**Problem details:**
Check each line of the records below and collect those that include the word "SyncError".

======== Input material ========

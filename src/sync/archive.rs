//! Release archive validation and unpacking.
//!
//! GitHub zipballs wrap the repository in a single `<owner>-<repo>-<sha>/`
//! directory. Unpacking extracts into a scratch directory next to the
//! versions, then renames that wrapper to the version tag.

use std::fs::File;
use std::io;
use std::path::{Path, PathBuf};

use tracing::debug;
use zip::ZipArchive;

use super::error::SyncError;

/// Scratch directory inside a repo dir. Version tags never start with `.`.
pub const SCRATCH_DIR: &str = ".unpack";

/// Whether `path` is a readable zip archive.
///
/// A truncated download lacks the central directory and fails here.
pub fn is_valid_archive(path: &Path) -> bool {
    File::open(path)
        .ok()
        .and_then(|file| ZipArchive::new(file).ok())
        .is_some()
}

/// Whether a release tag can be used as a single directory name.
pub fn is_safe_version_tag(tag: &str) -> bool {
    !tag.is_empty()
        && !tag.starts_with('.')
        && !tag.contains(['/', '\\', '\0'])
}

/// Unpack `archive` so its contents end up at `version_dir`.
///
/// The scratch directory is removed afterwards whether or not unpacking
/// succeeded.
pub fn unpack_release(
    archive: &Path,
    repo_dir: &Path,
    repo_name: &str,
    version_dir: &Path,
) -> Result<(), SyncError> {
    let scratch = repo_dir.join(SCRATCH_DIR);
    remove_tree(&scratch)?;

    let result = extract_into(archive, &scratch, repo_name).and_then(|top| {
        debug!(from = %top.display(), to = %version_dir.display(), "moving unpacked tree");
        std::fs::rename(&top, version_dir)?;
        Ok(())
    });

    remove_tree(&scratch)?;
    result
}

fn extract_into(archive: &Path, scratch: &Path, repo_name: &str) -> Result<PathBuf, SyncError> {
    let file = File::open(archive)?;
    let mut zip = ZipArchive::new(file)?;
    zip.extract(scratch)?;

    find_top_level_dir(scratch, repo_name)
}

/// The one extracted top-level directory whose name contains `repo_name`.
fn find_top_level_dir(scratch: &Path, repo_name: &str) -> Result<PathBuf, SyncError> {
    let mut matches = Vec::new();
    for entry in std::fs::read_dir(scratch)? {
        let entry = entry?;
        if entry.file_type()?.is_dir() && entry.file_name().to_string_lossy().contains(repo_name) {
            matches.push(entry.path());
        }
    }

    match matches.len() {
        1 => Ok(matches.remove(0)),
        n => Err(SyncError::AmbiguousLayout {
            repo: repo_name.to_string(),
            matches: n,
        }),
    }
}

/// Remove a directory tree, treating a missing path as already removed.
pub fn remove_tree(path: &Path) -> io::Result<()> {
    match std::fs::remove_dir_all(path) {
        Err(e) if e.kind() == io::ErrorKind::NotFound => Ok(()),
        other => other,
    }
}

========
======== Input material ========

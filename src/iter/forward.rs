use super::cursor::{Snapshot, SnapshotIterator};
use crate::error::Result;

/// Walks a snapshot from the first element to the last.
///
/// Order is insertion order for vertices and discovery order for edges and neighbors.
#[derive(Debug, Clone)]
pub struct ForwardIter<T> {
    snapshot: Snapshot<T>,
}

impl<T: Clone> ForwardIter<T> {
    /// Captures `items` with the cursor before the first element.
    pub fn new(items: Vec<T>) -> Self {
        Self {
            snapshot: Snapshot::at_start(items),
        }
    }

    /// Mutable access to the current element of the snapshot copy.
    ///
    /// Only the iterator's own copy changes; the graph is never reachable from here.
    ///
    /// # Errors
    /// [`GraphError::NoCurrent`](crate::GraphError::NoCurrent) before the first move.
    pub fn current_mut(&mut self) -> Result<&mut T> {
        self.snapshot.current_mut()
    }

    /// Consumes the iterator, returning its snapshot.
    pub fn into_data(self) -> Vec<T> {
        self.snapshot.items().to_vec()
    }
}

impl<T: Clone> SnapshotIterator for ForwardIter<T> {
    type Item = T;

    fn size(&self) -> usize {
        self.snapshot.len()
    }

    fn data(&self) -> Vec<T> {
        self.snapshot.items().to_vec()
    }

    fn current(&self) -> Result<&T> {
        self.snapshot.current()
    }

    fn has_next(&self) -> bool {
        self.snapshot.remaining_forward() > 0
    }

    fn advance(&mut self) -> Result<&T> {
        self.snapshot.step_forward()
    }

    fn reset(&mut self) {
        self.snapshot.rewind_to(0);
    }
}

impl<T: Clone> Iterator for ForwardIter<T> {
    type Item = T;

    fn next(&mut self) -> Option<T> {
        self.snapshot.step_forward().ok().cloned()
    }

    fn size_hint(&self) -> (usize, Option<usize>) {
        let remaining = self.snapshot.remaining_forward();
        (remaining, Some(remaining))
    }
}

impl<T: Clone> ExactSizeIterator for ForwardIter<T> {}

========

**Answer below:**
use super::error::SyncError;
) -> Result<(), SyncError> {
fn extract_into(archive: &Path, scratch: &Path, repo_name: &str) -> Result<PathBuf, SyncError> {
fn find_top_level_dir(scratch: &Path, repo_name: &str) -> Result<PathBuf, SyncError> {
        n => Err(SyncError::AmbiguousLayout {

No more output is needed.